use std::{
    collections::HashMap,
    sync::{Arc, Mutex},
};

use fleetform_core::ResourceIdentifier;
use tokio::sync::{Mutex as AsyncMutex, OwnedMutexGuard};

/// Single-flight locks for mutating operations, one per resource identifier.
///
/// Cloning the table shares the locks. Reconcilers for the same identifier
/// must share a table for the locks to mean anything; the
/// [`ReconcilerFactory`](crate::ReconcilerFactory) takes care of that.
#[derive(Clone, Default)]
pub struct LockTable {
    locks: Arc<Mutex<HashMap<ResourceIdentifier, Arc<AsyncMutex<()>>>>>,
}

impl LockTable {
    pub fn new() -> Self {
        Self::default()
    }

    /// Wait until no other mutation of `id` is in progress.
    pub async fn lock(&self, id: &ResourceIdentifier) -> OwnedMutexGuard<()> {
        self.entry(id).lock_owned().await
    }

    /// Lock `id` if no other mutation of it is in progress.
    pub fn try_lock(&self, id: &ResourceIdentifier) -> Option<OwnedMutexGuard<()>> {
        self.entry(id).try_lock_owned().ok()
    }

    fn entry(&self, id: &ResourceIdentifier) -> Arc<AsyncMutex<()>> {
        let mut locks = self.locks.lock().unwrap();
        // Entries referenced only by the table are unlocked and unwaited.
        locks.retain(|_, lock| Arc::strong_count(lock) > 1);
        locks.entry(id.clone()).or_default().clone()
    }

    #[cfg(test)]
    fn len(&self) -> usize {
        self.locks.lock().unwrap().len()
    }
}
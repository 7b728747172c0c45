//! The state file: an append-only log of JSON patches (RFC 6902).
//!
//! Replaying the log yields a document that maps resource names to what
//! fleetform last observed of them. It is a record, not a source of truth:
//! every command reads the remote before acting on a resource.

use anyhow::{bail, Context as _, Result};
use chrono::Utc;
use fleetform_core::{ObservedState, Properties, ResourceIdentifier};
use serde::{Deserialize, Serialize};
use serde_json::{json, Deserializer, Value};
use std::{
    fs::{File, OpenOptions},
    io::{self, Read as _, Seek as _, Write as _},
    path::{Path, PathBuf},
    time::{Duration, Instant},
};
use tracing::{debug, info};

pub const STATE_TYPE: &str = "fleetformState";

#[derive(Debug, Clone, PartialEq, Eq, Serialize, Deserialize)]
pub struct StateEvent {
    pub index: u64,
    pub meta: StateEventMeta,
    pub patch: json_patch::Patch,
}

#[derive(Debug, Clone, PartialEq, Eq, Serialize, Deserialize)]
pub struct StateEventMeta {
    /// RFC 3339
    pub time: String,
    /// The command that made the change.
    #[serde(default, skip_serializing_if = "Option::is_none")]
    pub command: Option<String>,
}

/// The last observation of a managed resource.
#[derive(Debug, Clone, PartialEq, Serialize, Deserialize)]
pub struct ResourceRecord {
    #[serde(rename = "type")]
    pub type_name: String,
    pub id: ResourceIdentifier,
    pub properties: Properties,
    #[serde(default, skip_serializing_if = "Option::is_none")]
    pub etag: Option<String>,
}

impl ResourceRecord {
    pub fn new(type_name: &str, id: &ResourceIdentifier, observed: &ObservedState) -> Self {
        ResourceRecord {
            type_name: type_name.to_string(),
            id: id.clone(),
            properties: observed.properties.clone(),
            etag: observed.etag.clone(),
        }
    }
}

/// Parse a state log. Indices must count up from 0.
pub fn read_events(reader: impl io::Read) -> Result<Vec<StateEvent>> {
    let mut events = Vec::new();
    for event in Deserializer::from_reader(reader).into_iter::<StateEvent>() {
        let event = event.with_context(|| {
            format!("State file invalid: error parsing state event {}", events.len())
        })?;
        if event.index != events.len() as u64 {
            bail!(
                "State file invalid: expected state event with index {}, got {}",
                events.len(),
                event.index
            );
        }
        events.push(event);
    }
    if events.is_empty() {
        bail!("State file invalid: no initial state event");
    }
    Ok(events)
}

pub fn apply_state_events<'a>(
    state: &mut Value,
    events: impl IntoIterator<Item = &'a StateEvent>,
) -> Result<()> {
    for event in events {
        json_patch::patch(state, &event.patch.0)
            .with_context(|| format!("State file invalid: cannot apply event {}", event.index))?;
    }
    Ok(())
}

fn now() -> String {
    Utc::now().to_rfc3339()
}

fn init_event() -> StateEvent {
    StateEvent {
        index: 0,
        meta: StateEventMeta {
            time: now(),
            command: None,
        },
        patch: json_patch::Patch(vec![json_patch::PatchOperation::Add(
            json_patch::AddOperation {
                path: "".parse().expect("empty path"),
                value: json!({
                    "_type": STATE_TYPE,
                    "resources": {},
                }),
            },
        )]),
    }
}

const LOCK_WAIT_LOG_INTERVAL: Duration = Duration::from_secs(5);

/// Take the write lock, telling the user when someone else holds it.
fn lock_write<'a>(
    path: &Path,
    lock: &'a mut fd_lock::RwLock<File>,
) -> Result<fd_lock::RwLockWriteGuard<'a, File>> {
    let start = Instant::now();
    let mut next_log = start;
    loop {
        match lock.try_write() {
            Ok(_) => break,
            Err(e) if e.kind() == io::ErrorKind::WouldBlock => {
                if Instant::now() >= next_log {
                    info!(
                        path = %path.display(),
                        waited_s = start.elapsed().as_secs(),
                        "Waiting for state file write lock"
                    );
                    next_log += LOCK_WAIT_LOG_INTERVAL;
                }
                std::thread::sleep(Duration::from_millis(100));
            }
            Err(e) => {
                return Err(e).with_context(|| format!("Could not lock {}", path.display()))
            }
        }
    }
    lock.write()
        .with_context(|| format!("Could not lock {}", path.display()))
}

/// An open state file and the document it describes.
pub struct StateFile {
    path: PathBuf,
    lock: fd_lock::RwLock<File>,
    document: Value,
    next_index: u64,
    /// Where our last write ended. Anything beyond was written by someone else.
    expected_size: u64,
}

impl StateFile {
    /// Open the state file at `path`, creating it if it does not exist.
    pub fn open(path: &Path) -> Result<StateFile> {
        let file = OpenOptions::new()
            .read(true)
            .append(true)
            .create(true)
            .open(path)
            .with_context(|| format!("Could not open state file {}", path.display()))?;
        let mut lock = fd_lock::RwLock::new(file);

        let mut text = String::new();
        {
            let guard = lock
                .read()
                .with_context(|| format!("Could not lock {}", path.display()))?;
            let mut file: &File = &guard;
            file.read_to_string(&mut text)
                .with_context(|| format!("Could not read state file {}", path.display()))?;
        }

        let mut state = StateFile {
            path: path.to_path_buf(),
            lock,
            document: Value::Null,
            next_index: 0,
            expected_size: text.len() as u64,
        };

        if text.trim().is_empty() {
            debug!(path = %path.display(), "creating state file");
            state.expected_size = 0;
            let event = init_event();
            state.write_event(&event)?;
            apply_state_events(&mut state.document, [&event])?;
            state.next_index = 1;
        } else {
            let events = read_events(text.as_bytes())
                .with_context(|| format!("Could not load state file {}", path.display()))?;
            apply_state_events(&mut state.document, &events)?;
            state.next_index = events.len() as u64;
        }

        match state.document.get("_type").and_then(Value::as_str) {
            Some(STATE_TYPE) => {}
            other => bail!(
                "State file {} has unexpected _type: expected '{}', got {:?}",
                path.display(),
                STATE_TYPE,
                other
            ),
        }
        Ok(state)
    }

    pub fn resource(&self, name: &str) -> Option<ResourceRecord> {
        let record = self.document.get("resources")?.get(name)?;
        serde_json::from_value(record.clone()).ok()
    }

    pub fn resource_names(&self) -> Vec<String> {
        match self.document.get("resources") {
            Some(Value::Object(resources)) => resources.keys().cloned().collect(),
            _ => Vec::new(),
        }
    }

    /// Record the observation of resource `name`.
    pub fn record(&mut self, command: &str, name: &str, record: &ResourceRecord) -> Result<()> {
        let mut next = self.document.clone();
        let value = serde_json::to_value(record)?;
        match next.get_mut("resources") {
            Some(Value::Object(resources)) => {
                resources.insert(name.to_string(), value);
            }
            _ => bail!("State file {} has no resources", self.path.display()),
        }
        self.commit(command, next)
    }

    /// Record that resource `name` no longer exists.
    pub fn forget(&mut self, command: &str, name: &str) -> Result<()> {
        let mut next = self.document.clone();
        if let Some(Value::Object(resources)) = next.get_mut("resources") {
            resources.remove(name);
        }
        self.commit(command, next)
    }

    fn commit(&mut self, command: &str, next: Value) -> Result<()> {
        let patch = json_patch::diff(&self.document, &next);
        if patch.0.is_empty() {
            return Ok(());
        }
        let event = StateEvent {
            index: self.next_index,
            meta: StateEventMeta {
                time: now(),
                command: Some(command.to_string()),
            },
            patch,
        };
        self.write_event(&event)?;
        self.next_index += 1;
        self.document = next;
        Ok(())
    }

    fn write_event(&mut self, event: &StateEvent) -> Result<()> {
        let mut guard = lock_write(&self.path, &mut self.lock)?;
        let end = guard.seek(io::SeekFrom::End(0))?;
        if end != self.expected_size {
            bail!(
                "State file {} was modified by another process (foreign bytes [{}..{})); not writing event {}",
                self.path.display(),
                self.expected_size,
                end,
                event.index
            );
        }
        {
            let mut writer = io::BufWriter::new(&mut *guard);
            // Pretty, for the humans who end up reading state files.
            serde_json::to_writer_pretty(&mut writer, event)?;
            writer.write_all(b"\n")?;
            writer.flush()?;
        }
        self.expected_size = guard.stream_position()?;
        Ok(())
    }
}
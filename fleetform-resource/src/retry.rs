//! Retrying remote calls with exponential backoff and jitter.
//!
//! Only transient errors (see [`RemoteError::is_transient`]) are retried. A
//! throttled response's `Retry-After` takes precedence over the computed
//! delay.

use std::{future::Future, time::Duration};

use fleetform_core::RemoteError;
use rand::Rng;
use tracing::{error, warn};

#[derive(Clone, Debug)]
pub struct RetryConfig {
    /// Maximum number of attempts, including the first one (0 = infinite)
    pub max_attempts: u32,
    pub initial_delay: Duration,
    pub max_delay: Duration,
    pub backoff_multiplier: f64,
}

impl Default for RetryConfig {
    fn default() -> Self {
        Self {
            max_attempts: 5,
            initial_delay: Duration::from_secs(1),
            max_delay: Duration::from_secs(30),
            backoff_multiplier: 2.0,
        }
    }
}

impl RetryConfig {
    pub fn with_max_attempts(attempts: u32) -> Self {
        Self {
            max_attempts: attempts,
            ..Default::default()
        }
    }

    pub fn backoff(&self) -> Backoff {
        Backoff::new(self.initial_delay, self.max_delay, self.backoff_multiplier)
    }

    /// Whether another attempt may follow attempt number `attempt`.
    pub fn allows_another(&self, attempt: u32) -> bool {
        self.max_attempts == 0 || attempt < self.max_attempts
    }
}

/// Exponentially growing delays, each jittered to 0.5x-1.5x, capped at a maximum.
#[derive(Clone, Debug)]
pub struct Backoff {
    delay: Duration,
    max_delay: Duration,
    multiplier: f64,
}

impl Backoff {
    pub fn new(initial: Duration, max_delay: Duration, multiplier: f64) -> Self {
        Backoff {
            delay: initial,
            max_delay,
            multiplier,
        }
    }

    pub fn next_delay(&mut self) -> Duration {
        let jitter = rand::thread_rng().gen_range(0.5..1.5);
        let jittered = Duration::from_secs_f64(self.delay.as_secs_f64() * jitter);
        self.delay = Duration::from_secs_f64(
            (self.delay.as_secs_f64() * self.multiplier).min(self.max_delay.as_secs_f64()),
        );
        jittered.min(self.max_delay)
    }
}

/// The last error of a call that was not retried (any further).
#[derive(Debug, Clone, PartialEq, Eq)]
pub struct RetryFailure {
    pub attempts: u32,
    pub error: RemoteError,
}

/// Run `operation` until it succeeds, fails permanently or runs out of attempts.
pub async fn retry_with_backoff<F, Fut, T>(
    config: &RetryConfig,
    operation_name: &str,
    mut operation: F,
) -> Result<T, RetryFailure>
where
    F: FnMut() -> Fut,
    Fut: Future<Output = Result<T, RemoteError>>,
{
    let mut attempt = 0u32;
    let mut backoff = config.backoff();

    loop {
        attempt += 1;

        match operation().await {
            Ok(result) => return Ok(result),
            Err(e) if !e.is_transient() => {
                return Err(RetryFailure {
                    attempts: attempt,
                    error: e,
                })
            }
            Err(e) => {
                if !config.allows_another(attempt) {
                    error!(
                        operation = %operation_name,
                        attempt = attempt,
                        error = %e,
                        "Remote call failed after max retries"
                    );
                    return Err(RetryFailure {
                        attempts: attempt,
                        error: e,
                    });
                }

                let delay = match e.retry_after() {
                    Some(retry_after) => {
                        backoff.next_delay();
                        retry_after
                    }
                    None => backoff.next_delay(),
                };

                warn!(
                    operation = %operation_name,
                    attempt = attempt,
                    error = %e,
                    delay_ms = delay.as_millis(),
                    "Remote call failed, retrying"
                );

                tokio::time::sleep(delay).await;
            }
        }
    }
}
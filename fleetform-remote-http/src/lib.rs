//! [`RemoteApi`] over HTTP, for ARM-style control planes.
//!
//! - Resources live at `{endpoint}{resource id}?api-version={version}`.
//! - Writes are `PUT` or `PATCH` of a JSON resource envelope, with `If-Match`
//!   when the caller knows the ETag.
//! - Long-running operations are announced with an `Azure-AsyncOperation`
//!   or `Location` header, or by a non-terminal `provisioningState`, and
//!   polled with the suggested `Retry-After`.

use std::time::Duration;

use anyhow::{Context, Result};
use async_trait::async_trait;
use fleetform_core::{
    ObservedState, Operation, OperationHandle, OperationStatus, RemoteApi, RemoteError,
    ResourceIdentifier, Submitted, WriteMode, WriteRequest,
};
use reqwest::{
    header::{HeaderMap, ACCEPT, ETAG, IF_MATCH, LOCATION},
    Method, RequestBuilder, Response, StatusCode,
};
use serde_json::Value;
use tracing::{debug, trace};

pub mod envelope;
pub mod operation;

pub const DEFAULT_ENDPOINT: &str = "https://management.azure.com";

/// How to talk to one resource type.
#[derive(Debug, Clone, Copy, PartialEq, Eq)]
pub struct ResourceType {
    /// E.g. `Microsoft.ContainerService/managedClusters/agentPools`.
    pub type_path: &'static str,
    pub api_version: &'static str,
    /// Properties that go into the envelope instead of `properties`.
    pub envelope: &'static [&'static str],
}

pub const RESOURCE_TYPES: &[ResourceType] = &[
    ResourceType {
        type_path: "Microsoft.ContainerService/managedClusters",
        api_version: "2024-09-01",
        envelope: envelope::TRACKED_RESOURCE,
    },
    ResourceType {
        type_path: "Microsoft.ContainerService/managedClusters/agentPools",
        api_version: "2024-09-01",
        envelope: &[],
    },
    ResourceType {
        type_path: "Microsoft.AzureFleet/fleets",
        api_version: "2024-11-01",
        envelope: envelope::TRACKED_RESOURCE,
    },
    ResourceType {
        type_path: "Microsoft.ContainerRegistry/registries",
        api_version: "2023-06-01-preview",
        envelope: envelope::TRACKED_RESOURCE,
    },
];

#[derive(Debug, Clone)]
pub struct HttpConfig {
    pub endpoint: String,
    /// Sent as a bearer token. Obtaining it is the caller's business.
    pub token: Option<String>,
    pub request_timeout: Duration,
    pub resource_types: Vec<ResourceType>,
}

impl Default for HttpConfig {
    fn default() -> Self {
        HttpConfig {
            endpoint: DEFAULT_ENDPOINT.to_string(),
            token: None,
            request_timeout: Duration::from_secs(60),
            resource_types: RESOURCE_TYPES.to_vec(),
        }
    }
}

impl HttpConfig {
    pub fn new(endpoint: impl Into<String>) -> Self {
        HttpConfig {
            endpoint: endpoint.into(),
            ..HttpConfig::default()
        }
    }

    pub fn with_token(mut self, token: impl Into<String>) -> Self {
        self.token = Some(token.into());
        self
    }
}

pub struct HttpControlPlane {
    client: reqwest::Client,
    endpoint: String,
    token: Option<String>,
    resource_types: Vec<ResourceType>,
}

impl HttpControlPlane {
    pub fn new(config: HttpConfig) -> Result<Self> {
        let client = reqwest::Client::builder()
            .timeout(config.request_timeout)
            .build()
            .context("Could not build the HTTP client")?;
        Ok(HttpControlPlane {
            client,
            endpoint: config.endpoint.trim_end_matches('/').to_string(),
            token: config.token,
            resource_types: config.resource_types,
        })
    }

    fn resource_type(&self, id: &ResourceIdentifier) -> Result<&ResourceType, RemoteError> {
        let type_path = id.type_path();
        self.resource_types
            .iter()
            .find(|t| t.type_path.eq_ignore_ascii_case(&type_path))
            .ok_or_else(|| RemoteError::Client {
                status: 400,
                body: format!("no API version known for resource type {}", type_path),
            })
    }

    fn url(&self, id: &ResourceIdentifier, resource_type: &ResourceType) -> String {
        format!(
            "{}{}?api-version={}",
            self.endpoint, id, resource_type.api_version
        )
    }

    fn request(&self, method: Method, url: &str) -> RequestBuilder {
        let builder = self
            .client
            .request(method, url)
            .header(ACCEPT, "application/json");
        match &self.token {
            Some(token) => builder.bearer_auth(token),
            None => builder,
        }
    }

    async fn send(
        &self,
        method: Method,
        url: &str,
        builder: RequestBuilder,
    ) -> Result<Response, RemoteError> {
        let response = builder
            .send()
            .await
            .map_err(|e| RemoteError::Transport(format!("{} {}: {}", method, url, e)))?;
        debug!(method = %method, url = %url, status = %response.status(), "remote call");
        Ok(response)
    }

    /// Where to poll the operation a response announced, if any.
    fn operation_url(response: &Response) -> Option<String> {
        let header = |name: &str| {
            response
                .headers()
                .get(name)
                .and_then(|v| v.to_str().ok())
                .map(str::to_string)
        };
        header(operation::AZURE_ASYNC_OPERATION).or_else(|| {
            if response.status() == StatusCode::ACCEPTED {
                header(LOCATION.as_str())
            } else {
                None
            }
        })
    }
}

fn etag(headers: &HeaderMap) -> Option<String> {
    headers
        .get(ETAG)
        .and_then(|v| v.to_str().ok())
        .map(str::to_string)
}

/// The response body as JSON; an empty body is `null`.
async fn json(response: Response) -> Result<Value, RemoteError> {
    let text = response
        .text()
        .await
        .map_err(|e| RemoteError::Transport(e.to_string()))?;
    trace!(body = %text, "response body");
    if text.trim().is_empty() {
        return Ok(Value::Null);
    }
    serde_json::from_str(&text).map_err(|e| RemoteError::Decode(e.to_string()))
}

/// Classify an unsuccessful response.
async fn error_for(response: Response) -> RemoteError {
    let status = response.status().as_u16();
    let retry_after = operation::retry_after(response.headers());
    let body = response.text().await.unwrap_or_default();
    match status {
        429 => RemoteError::Throttled { retry_after },
        412 => RemoteError::PreconditionFailed { body },
        500..=599 => RemoteError::Server { status, body },
        _ => RemoteError::Client { status, body },
    }
}

fn observed(body: Value, etag: Option<String>) -> Result<ObservedState, RemoteError> {
    envelope::unwrap(body, etag).map_err(RemoteError::Decode)
}

#[async_trait]
impl RemoteApi for HttpControlPlane {
    async fn get(&self, id: &ResourceIdentifier) -> Result<Option<ObservedState>, RemoteError> {
        let url = self.url(id, self.resource_type(id)?);
        let response = self
            .send(Method::GET, &url, self.request(Method::GET, &url))
            .await?;
        let status = response.status();
        if status == StatusCode::NOT_FOUND {
            return Ok(None);
        }
        if !status.is_success() {
            return Err(error_for(response).await);
        }
        let etag = etag(response.headers());
        observed(json(response).await?, etag).map(Some)
    }

    async fn create_or_update(
        &self,
        id: &ResourceIdentifier,
        request: &WriteRequest,
    ) -> Result<Submitted<ObservedState>, RemoteError> {
        let resource_type = self.resource_type(id)?;
        let url = self.url(id, resource_type);
        let method = match request.mode {
            WriteMode::Put => Method::PUT,
            WriteMode::Patch => Method::PATCH,
        };
        let mut builder = self
            .request(method.clone(), &url)
            .json(&envelope::wrap(&request.body, resource_type.envelope));
        if let Some(etag) = &request.if_match {
            builder = builder.header(IF_MATCH, etag);
        }
        let response = self.send(method, &url, builder).await?;
        let status = response.status();
        if !status.is_success() {
            return Err(error_for(response).await);
        }
        let operation = if status == StatusCode::CREATED {
            Operation::Create
        } else {
            Operation::Update
        };
        let retry_after = operation::retry_after(response.headers());
        let handle = |status_url| OperationHandle {
            id: id.clone(),
            operation,
            status_url,
            retry_after,
        };
        if let Some(status_url) = Self::operation_url(&response) {
            return Ok(Submitted::Accepted(handle(status_url)));
        }
        let etag = etag(response.headers());
        let body = json(response).await?;
        if operation::in_progress(&body) {
            // No operation to poll; the resource reports its own progress.
            return Ok(Submitted::Accepted(handle(url)));
        }
        if body.is_null() {
            return Err(RemoteError::Decode(format!(
                "{} returned {} without a body or an operation",
                id, status
            )));
        }
        observed(body, etag).map(Submitted::Done)
    }

    async fn delete(&self, id: &ResourceIdentifier) -> Result<Submitted<()>, RemoteError> {
        let url = self.url(id, self.resource_type(id)?);
        let response = self
            .send(Method::DELETE, &url, self.request(Method::DELETE, &url))
            .await?;
        let status = response.status();
        if status == StatusCode::NOT_FOUND {
            return Ok(Submitted::Done(()));
        }
        if !status.is_success() {
            return Err(error_for(response).await);
        }
        match Self::operation_url(&response) {
            Some(status_url) => Ok(Submitted::Accepted(OperationHandle {
                id: id.clone(),
                operation: Operation::Delete,
                status_url,
                retry_after: operation::retry_after(response.headers()),
            })),
            None => Ok(Submitted::Done(())),
        }
    }

    async fn poll_operation(
        &self,
        handle: &OperationHandle,
    ) -> Result<OperationStatus, RemoteError> {
        let url = &handle.status_url;
        let response = self
            .send(Method::GET, url, self.request(Method::GET, url))
            .await?;
        let status = response.status();
        let retry_after = operation::retry_after(response.headers());
        if status == StatusCode::ACCEPTED {
            return Ok(OperationStatus::Running { retry_after });
        }
        if status == StatusCode::NOT_FOUND && handle.operation == Operation::Delete {
            // Polling the resource itself during a delete.
            return Ok(OperationStatus::Succeeded(None));
        }
        if !status.is_success() {
            return Err(error_for(response).await);
        }
        operation::status(json(response).await?, retry_after).map_err(RemoteError::Decode)
    }
}
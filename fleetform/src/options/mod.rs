use std::path::PathBuf;

use clap::{ColorChoice, Parser};

#[derive(Parser, Debug, Clone)]
pub struct Options {
    /// Log everything, including span enter and exit events
    #[arg(short, long, global = true, default_value = "false")]
    pub verbose: bool,

    #[arg(long, global = true, default_value_t = ColorChoice::Auto)]
    pub color: ColorChoice,

    /// The deployment document
    #[arg(short = 'f', long, global = true, default_value = "fleetform.json")]
    pub file: PathBuf,

    /// The state file. Created when missing.
    #[arg(long, global = true, default_value = "fleetform-state.json")]
    pub state: PathBuf,

    /// Base URL of the control plane
    #[arg(long, global = true, default_value = fleetform_remote_http::DEFAULT_ENDPOINT)]
    pub endpoint: String,

    /// Bearer token for the control plane
    #[arg(long, global = true, env = "FLEETFORM_TOKEN", hide_env_values = true)]
    pub token: Option<String>,

    /// Work against an empty in-memory control plane, without recording state
    #[arg(long, global = true, default_value_t = false)]
    pub simulate: bool,
}

impl Options {
    pub fn color_enabled(&self) -> bool {
        use std::io::IsTerminal as _;
        match self.color {
            ColorChoice::Always => true,
            ColorChoice::Never => false,
            ColorChoice::Auto => std::io::stderr().is_terminal(),
        }
    }
}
---+---
Using the records above, pull out each line where the word "Transport" occurs.

**Expected answer:**
            .map_err(|e| RemoteError::Transport(format!("{} {}: {}", method, url, e)))?;
        .map_err(|e| RemoteError::Transport(e.to_string()))?;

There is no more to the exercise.